I can elevate the log level of this function temporarily by defining a context manager. This helper function boosts the logging severity level before running the code in the with block and reduces the logging severity level afterward.

@contextmanager
def debug_logging(level):
logger = logging.getLogger()
old_level = logger.getEffectiveLevel()
logger.setLevel(level)
try:
yield
finally:
logger.setLevel(old_level)

The yield expression is the point at which the with block’s contents will execute. Any exceptions that happen in the with block will be re-raised by the yield expression for you to catch in the helper function (see Item 40: “Consider Coroutines to Run Many Functions Concurrently” for an explanation of how that works).

Now, I can call the same logging function again, but in the debug_logging context. This time, all of the debug messages are printed to the screen during the with block. The same function running outside the with block won’t print debug messages.
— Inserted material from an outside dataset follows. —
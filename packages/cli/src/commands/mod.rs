pub mod init;
pub mod run;

pub use init::{init, InitArgs};
pub use run::{run, RunArgs};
with debug_logging(logging.DEBUG):
print('Inside:')
my_function()
print('After:')
my_function()

>>>
Inside:
Some debug data
Error log here
More debug data
After:
Error log here

Using with Targets

The context manager passed to a with statement may also return an object. This object is assigned to a local variable in the as part of the compound statement. This gives the code running in the with block the ability to directly interact with its context.

For example, say you want to write a file and ensure that it’s always closed correctly. You can do this by passing open to the with statement. open returns a file handle for the as target of with and will close the handle when the with block exits.

with open('/tmp/my_output.txt', 'w') as handle:
handle.write('This is some data!')

This approach is preferable to manually opening and closing the file handle every time. It gives you confidence that the file is eventually closed when execution leaves the with statement. It also encourages you to reduce the amount of code that executes while the file handle is open, which is good practice in general.

To enable your own functions to supply values for as targets, all you need to do is yield a value from your context manager. For example, here I define a context manager to fetch a Logger instance, set its level, and then yield it for the as target.

@contextmanager
def log_level(level, name):
logger = logging.getLogger(name)
old_level = logger.getEffectiveLevel()
logger.setLevel(level)
try:
yield logger
finally:
logger.setLevel(old_level)

Calling logging methods like debug on the as target will produce output because the logging severity level is set low enough in the with block. Using the logging module directly won’t print anything because the default logging severity level for the default program logger isWARNING.

with log_level(logging.DEBUG, 'my-log') as logger:
logger.debug('This is my message!')
logging.debug('This will not print')

>>>
This is my message!

After the with statement exits, calling debug logging methods on the Logger named 'my-log' will not print anything because the default logging severity level has been restored. Error log messages will always print.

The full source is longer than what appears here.